Read La conciencia de Zeno Online

Authors: Italo Svevo

La conciencia de Zeno (3 page)

BOOK: La conciencia de Zeno
5.16Mb size Format: txt, pdf, ePub
ads

En efecto, me pareció cosa sencilla. Ahora bien, tras haber conseguido con gran esfuerzo eliminar de mi ánimo propósito alguno, logré no fumar por varias horas, pero, cuando la boca estuvo limpia, sentí un sabor inocente como el que debe sentir el recién nacido y me vino el deseo de un cigarrillo y, cuando lo fumé, sentí remordimiento, por lo que renové el propósito que había querido eliminar. Era un camino más largo, pero se llegaba a la misma meta.

Un día el canalla de Olivi me dio una idea: fortificar mi propósito con una apuesta.

Creo que Olivi ha tenido siempre el mismo aspecto que ahora. Siempre lo he visto así, un poco encorvado, pero robusto, y siempre me ha parecido viejo, como viejo lo veo ahora que tiene ochenta años. Ha trabajado y trabaja para mí, pero yo no lo aprecio, porque pienso que me ha impedido realizar el trabajo que hace él.

¡Apostamos! El primero que fumara pagaría y después los dos recuperaríamos la libertad. Así, el administrador, que me habían impuesto para impedir que yo malgastase la herencia de mi padre, ¡intentaba disminuir la de mi madre, administrada por mí libremente!

La apuesta resultó desastrosa. Había dejado de ser amo y esclavo alternativamente y ya sólo era esclavo… ¡y de aquel Olivi al que no apreciaba! Fumé al instante. Después pensé en engañarlo fumando a escondidas. Pero entonces, ¿por qué haber apostado? Entonces me apresuré a buscar una fecha que estuviera en relación interesante con la de la apuesta para fumar un último cigarrillo, que así, en cierto modo, podía figurarme registrado por el propio Olivi. Pero la rebelión continuaba y a fuerza de fumar llegaba a jadear. Para liberarme de ese peso fui a ver a Olivi y me confesé.

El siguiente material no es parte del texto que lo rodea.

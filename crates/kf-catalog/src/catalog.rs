use serde::{Deserialize, Serialize};

use crate::custom::CustomField;
use crate::prices::PriceTable;
use crate::rules::RuleSpec;

fn strings(items: &[&str]) -> Vec<String> {
    items.iter().map(|s| (*s).to_string()).collect()
}

/// Administrator-editable constraint catalog.
///
/// Every field has a built-in default, so a YAML layer only needs to carry
/// the keys it overrides. Lists replace wholesale on merge.
#[derive(Debug, Clone, PartialEq, Serialize, Deserialize)]
#[serde(default)]
pub struct ConstraintCatalog {
    pub org_name: String,
    pub display: DisplayConstraints,
    pub compute: ComputeConstraints,
    pub touch: TouchConstraints,
    pub peripherals: PeripheralModels,
    pub docs: DocumentationPolicy,
    pub warranty: WarrantyPolicy,
    pub custom_fields: Vec<CustomField>,
    pub options: OptionsCatalog,
    pub prices: PriceTable,
    pub rules: Vec<RuleSpec>,
}

impl ConstraintCatalog {
    pub fn custom_field(&self, key: &str) -> Option<&CustomField> {
        self.custom_fields.iter().find(|f| f.key == key)
    }
}

#[derive(Debug, Clone, PartialEq, Eq, Serialize, Deserialize)]
#[serde(default)]
pub struct DisplayConstraints {
    pub allowed_brands: Vec<String>,
    pub size_options: Vec<String>,
    pub resolution_options: Vec<String>,
    pub min_brightness: u32,
    pub min_contrast: u32,
}

impl Default for DisplayConstraints {
    fn default() -> Self {
        Self {
            allowed_brands: strings(&["LG", "Samsung"]),
            size_options: strings(&[
                "32-inch", "43-inch", "49-inch", "55-inch", "65-inch", "75-inch",
            ]),
            resolution_options: strings(&["FHD (1920x1080)", "UHD (3840x2160)"]),
            min_brightness: 400,
            min_contrast: 1000,
        }
    }
}

#[derive(Debug, Clone, PartialEq, Eq, Serialize, Deserialize)]
#[serde(default)]
pub struct ComputeConstraints {
    pub cpu_options: Vec<String>,
    pub os_options: Vec<String>,
}

impl Default for ComputeConstraints {
    fn default() -> Self {
        Self {
            cpu_options: strings(&["i5 / 16GB / 512GB", "i7 / 32GB / 1TB"]),
            os_options: strings(&["Windows 11 Pro", "Ubuntu 22.04 LTS"]),
        }
    }
}

#[derive(Debug, Clone, PartialEq, Eq, Serialize, Deserialize)]
#[serde(default)]
pub struct TouchConstraints {
    pub types: Vec<String>,
}

impl Default for TouchConstraints {
    fn default() -> Self {
        Self {
            types: strings(&["PCAP", "IR"]),
        }
    }
}

/// Approved accessory models for the procurement form.
#[derive(Debug, Clone, PartialEq, Eq, Serialize, Deserialize)]
#[serde(default)]
pub struct PeripheralModels {
    pub cameras: Vec<String>,
    pub mics: Vec<String>,
    pub speakers: Vec<String>,
    pub qr_scanners: Vec<String>,
    pub badge_printers: Vec<String>,
    pub wall_mounts: Vec<String>,
}

impl Default for PeripheralModels {
    fn default() -> Self {
        Self {
            cameras: strings(&["Logitech Brio 4K"]),
            mics: strings(&["Shure MV5C"]),
            speakers: strings(&["Logitech Z207"]),
            qr_scanners: strings(&["Zebra DS2208"]),
            badge_printers: strings(&["Zebra ZD421"]),
            wall_mounts: strings(&["VESA 400x400"]),
        }
    }
}

#[derive(Debug, Clone, PartialEq, Eq, Serialize, Deserialize)]
#[serde(default)]
pub struct DocumentationPolicy {
    pub labels: bool,
    pub manual: bool,
    pub proof_before_ship: bool,
    pub visual_proof: bool,
    pub packaging_options: Vec<String>,
    pub certifications: Vec<String>,
    pub require_canadian_wiring_colors: bool,
}

impl Default for DocumentationPolicy {
    fn default() -> Self {
        Self {
            labels: true,
            manual: true,
            proof_before_ship: true,
            visual_proof: true,
            packaging_options: strings(&["Basic Box", "Retail Box", "Flight Case"]),
            certifications: strings(&["FCC", "CE", "UL"]),
            require_canadian_wiring_colors: true,
        }
    }
}

#[derive(Debug, Clone, PartialEq, Eq, Serialize, Deserialize)]
#[serde(default)]
pub struct WarrantyPolicy {
    pub no_substitutions: bool,
    /// Minimum warranty term; specs asking for less are raised to it.
    pub years: u32,
}

impl Default for WarrantyPolicy {
    fn default() -> Self {
        Self {
            no_substitutions: true,
            years: 2,
        }
    }
}

#[derive(Debug, Clone, PartialEq, Eq, Serialize, Deserialize)]
#[serde(default)]
pub struct PortDefaults {
    pub usb2: u32,
    pub usb3: u32,
    pub rj45: u32,
    pub hdmi_in: u32,
    pub hdmi_out: u32,
    pub serial: u32,
    pub audio: u32,
    pub wifi: String,
    pub bluetooth: String,
}

impl Default for PortDefaults {
    fn default() -> Self {
        Self {
            usb2: 2,
            usb3: 2,
            rj45: 1,
            hdmi_in: 1,
            hdmi_out: 1,
            serial: 1,
            audio: 1,
            wifi: "Dual-band (2.4/5GHz)".to_string(),
            bluetooth: "5.0".to_string(),
        }
    }
}

#[derive(Debug, Clone, PartialEq, Eq, Serialize, Deserialize)]
#[serde(default)]
pub struct PeripheralOptions {
    pub payment_id: Vec<String>,
    pub printing: Vec<String>,
    pub cameras: Vec<String>,
    pub audio: Vec<String>,
    pub other: Vec<String>,
}

impl Default for PeripheralOptions {
    fn default() -> Self {
        Self {
            payment_id: strings(&[
                "RFID (125k/13.56MHz)",
                "NFC Reader",
                "EMV Credit Card Pin Pad",
                "Bill/Coin Acceptor",
                "Barcode/QR Scanner",
                "Face Recognition Camera",
                "Fingerprint Scanner",
            ]),
            printing: strings(&["Thermal 58mm", "Ticket 80mm", "Label Printer"]),
            cameras: strings(&["Internal 2MP", "External 1080p", "5MP", "8MP"]),
            audio: strings(&[
                "Internal Speakers 2x10W",
                "External Speaker Set",
                "Noise-Canceling Mic Array",
            ]),
            other: strings(&["VESA Mount", "External Button Kit", "Keyboard Drawer"]),
        }
    }
}

#[derive(Debug, Clone, PartialEq, Eq, Serialize, Deserialize)]
#[serde(default)]
pub struct EnclosureOptions {
    pub materials: Vec<String>,
    pub finishes: Vec<String>,
    pub base_options: Vec<String>,
    pub ip_ratings: Vec<String>,
    pub branding: Vec<String>,
}

impl Default for EnclosureOptions {
    fn default() -> Self {
        Self {
            materials: strings(&["Aluminum + Steel", "Stainless Steel"]),
            finishes: strings(&[
                "Brushed Silver",
                "Powder-Coated Black",
                "Powder-Coated White",
                "Custom RAL",
            ]),
            base_options: strings(&[
                "Fixed Weighted Base",
                "Motorized Height-Adjustable Stand",
                "Mobile Base (Castors)",
                "Wall Mount",
            ]),
            ip_ratings: strings(&["IP20", "IP54", "IP65"]),
            branding: strings(&["No Logos", "Silkscreen Logo", "Laser Engraving"]),
        }
    }
}

/// Extended options sheet: the enumerations behind `Spec::extended`.
#[derive(Debug, Clone, PartialEq, Eq, Serialize, Deserialize)]
#[serde(default)]
pub struct OptionsCatalog {
    pub screen_sizes: Vec<String>,
    pub panel_brand_tiers: Vec<String>,
    pub brightness_tiers: Vec<String>,
    pub touch_tech: Vec<String>,
    pub touch_glass_options: Vec<String>,
    pub os_options: Vec<String>,
    pub cpu_options: Vec<String>,
    pub ram_options: Vec<String>,
    pub storage_options: Vec<String>,
    pub ports_defaults: PortDefaults,
    pub peripherals: PeripheralOptions,
    pub enclosure: EnclosureOptions,
    pub software_options: Vec<String>,
    pub shipping_terms: Vec<String>,
    pub certifications: Vec<String>,
    pub warranty_years: Vec<u32>,
}

impl Default for OptionsCatalog {
    fn default() -> Self {
        Self {
            screen_sizes: strings(&[
                "21.5\" FHD",
                "32\" FHD",
                "43\" FHD",
                "43\" 4K",
                "49\" 4K",
                "55\" 4K",
                "65\" 4K",
                "75\" 4K",
                "86\" 4K",
            ]),
            panel_brand_tiers: strings(&["Standard (BOE/Innolux/etc.)", "Premium (LG/Samsung)"]),
            brightness_tiers: strings(&["300–350", "500–550", "1000+", "1500–2000"]),
            touch_tech: strings(&["IR 10-Point", "IR 20-Point", "PCAP"]),
            touch_glass_options: strings(&[
                "4mm Tempered",
                "6mm Thick",
                "Anti-Glare",
                "Anti-Fingerprint",
            ]),
            os_options: strings(&[
                "Android 12",
                "Android 13",
                "Windows 11 Pro",
                "Dual-Boot (Android + Win)",
                "No OS",
            ]),
            cpu_options: strings(&[
                "RK3288",
                "RK3566",
                "RK3588",
                "Intel Celeron J4125",
                "Intel i3",
                "Intel i5",
            ]),
            ram_options: strings(&["2GB", "4GB", "8GB", "16GB"]),
            storage_options: strings(&[
                "32GB eMMC",
                "64GB eMMC",
                "128GB eMMC",
                "256GB SSD",
                "512GB SSD",
                "1TB SSD",
            ]),
            ports_defaults: PortDefaults::default(),
            peripherals: PeripheralOptions::default(),
            enclosure: EnclosureOptions::default(),
            software_options: strings(&[
                "No software",
                "Basic Android Signage App",
                "1-Year Cloud CMS License",
                "Windows Signage Software",
            ]),
            shipping_terms: strings(&["FOB", "CIF", "DDP", "EXW"]),
            certifications: strings(&["CE", "FCC", "RoHS", "ISO 9001:2015"]),
            warranty_years: vec![1, 2, 3],
        }
    }
}

impl Default for ConstraintCatalog {
    fn default() -> Self {
        Self {
            org_name: "Brand M3dia".to_string(),
            display: DisplayConstraints::default(),
            compute: ComputeConstraints::default(),
            touch: TouchConstraints::default(),
            peripherals: PeripheralModels::default(),
            docs: DocumentationPolicy::default(),
            warranty: WarrantyPolicy::default(),
            custom_fields: Vec::new(),
            options: OptionsCatalog::default(),
            prices: PriceTable::default(),
            rules: crate::defaults::default_rules(),
        }
    }
}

El viejo cogió el dinero sonriendo y, al instante, sacó del bolsillo un enorme puro que encendió y fumó con gran voluptuosidad. En ningún momento tuve la sospecha de que hubiera hecho trampa. Se comprende que los demás no son como yo.

Hacía poco que mi hijo había cumplido los tres años, cuando mi mujer tuvo una buena idea. Me aconsejó, para quitarme el vicio, que me encerrara por un tiempo en una casa de salud. Acepté al instante, ante todo porque quería que, cuando mi hijo llegara a la edad de poder juzgarme, me encontrase equilibrado y sereno, y, además, por la razón más urgente de que Olivi no se encontraba bien y amenazaba con abandonarme, con lo que podría verme obligado a ocupar su puesto de un momento a otro y me consideraba poco apto para una gran actividad con toda esa nicotina en el cuerpo.

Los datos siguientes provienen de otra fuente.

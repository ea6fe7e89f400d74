//! kf-audit
//!
//! Order audit trail.
//!
//! - [`AuditLog`] is the append-only entry list embedded in every order.
//! - [`AuditJournal`] mirrors entries into a JSON Lines file with an optional
//!   SHA-256 hash chain, verifiable with [`verify_journal`].

mod journal;
mod log;

pub use journal::{
    compute_record_hash, verify_journal, verify_journal_str, AuditJournal, JournalRecord,
    VerifyResult,
};
pub use log::{action, AuditEntry, AuditLog};
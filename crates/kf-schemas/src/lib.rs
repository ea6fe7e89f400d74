//! kf-schemas
//!
//! Persisted data model of a kiosk order: the [`Order`] aggregate, its
//! technical [`Spec`], the [`Quote`] snapshot and the fixed-point [`Money`]
//! type. Serde field names follow the persisted/exported camelCase shape.

mod lenient;
mod money;
mod order;
mod quote;
mod spec;

pub use kf_audit::{AuditEntry, AuditLog};
pub use money::{Money, MICROS_SCALE};
pub use order::{
    CeoApproval, Client, ClientAcceptance, Fulfillment, Order, OrderStatus, Payment,
    PaymentMethod, VendorOrder,
};
pub use quote::{Estimator, LineItem, Quote};
pub use spec::{
    CustomValue, Enclosure, ExtendedSpec, Logistics, PeripheralSelection, Ports, Software, Spec,
    WarrantyOptions, YesNo,
};
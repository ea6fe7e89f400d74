use anyhow::Result;
use kf_schemas::Order;

/// Storage the order engine writes through.
///
/// Only the latest write per order id must be retrievable. `latest_id` is an
/// advisory pointer to the most recently written order and may lag.
pub trait OrderRepository: Send {
    fn get(&self, order_id: &str) -> Result<Option<Order>>;

    fn put(&mut self, order: &Order) -> Result<()>;

    fn latest_id(&self) -> Result<Option<String>>;

    /// Recently used client names, most recent first.
    fn client_names(&self) -> Result<Vec<String>>;

    fn remember_client(&mut self, name: &str) -> Result<()>;

    /// The order `latest_id` points at, if both exist.
    fn latest(&self) -> Result<Option<Order>> {
        match self.latest_id()? {
            Some(id) => self.get(&id),
            None => Ok(None),
        }
    }
}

Primero habíamos pensado en ir a Suiza, el país clásico de las casas de salud, pero después nos enteramos de que en Trieste había cierto doctor Muli, que había abierto un establecimiento. Encargué a mi mujer que fuera a verlo, y él le ofreció poner a mi disposición un pisito cerrado, en el que estaría vigilado por una enfermera, con la colaboración de otras personas. Al contármelo, mi mujer tan pronto sonreía como se reía a carcajadas. La divertía la idea de hacerme encerrar y yo también me reía con ganas. Era la primera vez que se asociaba conmigo en mis intentos de curarme. Hasta entonces nunca había tomado en serio mi enfermedad y decía que el tabaco no era sino un modo un poco extraño, y no demasiado aburrido, de vivir. Me parece que la había sorprendido agradablemente, después de casarnos, no oírme nunca añorar mi libertad, ocupado como estaba lamentando otras cosas.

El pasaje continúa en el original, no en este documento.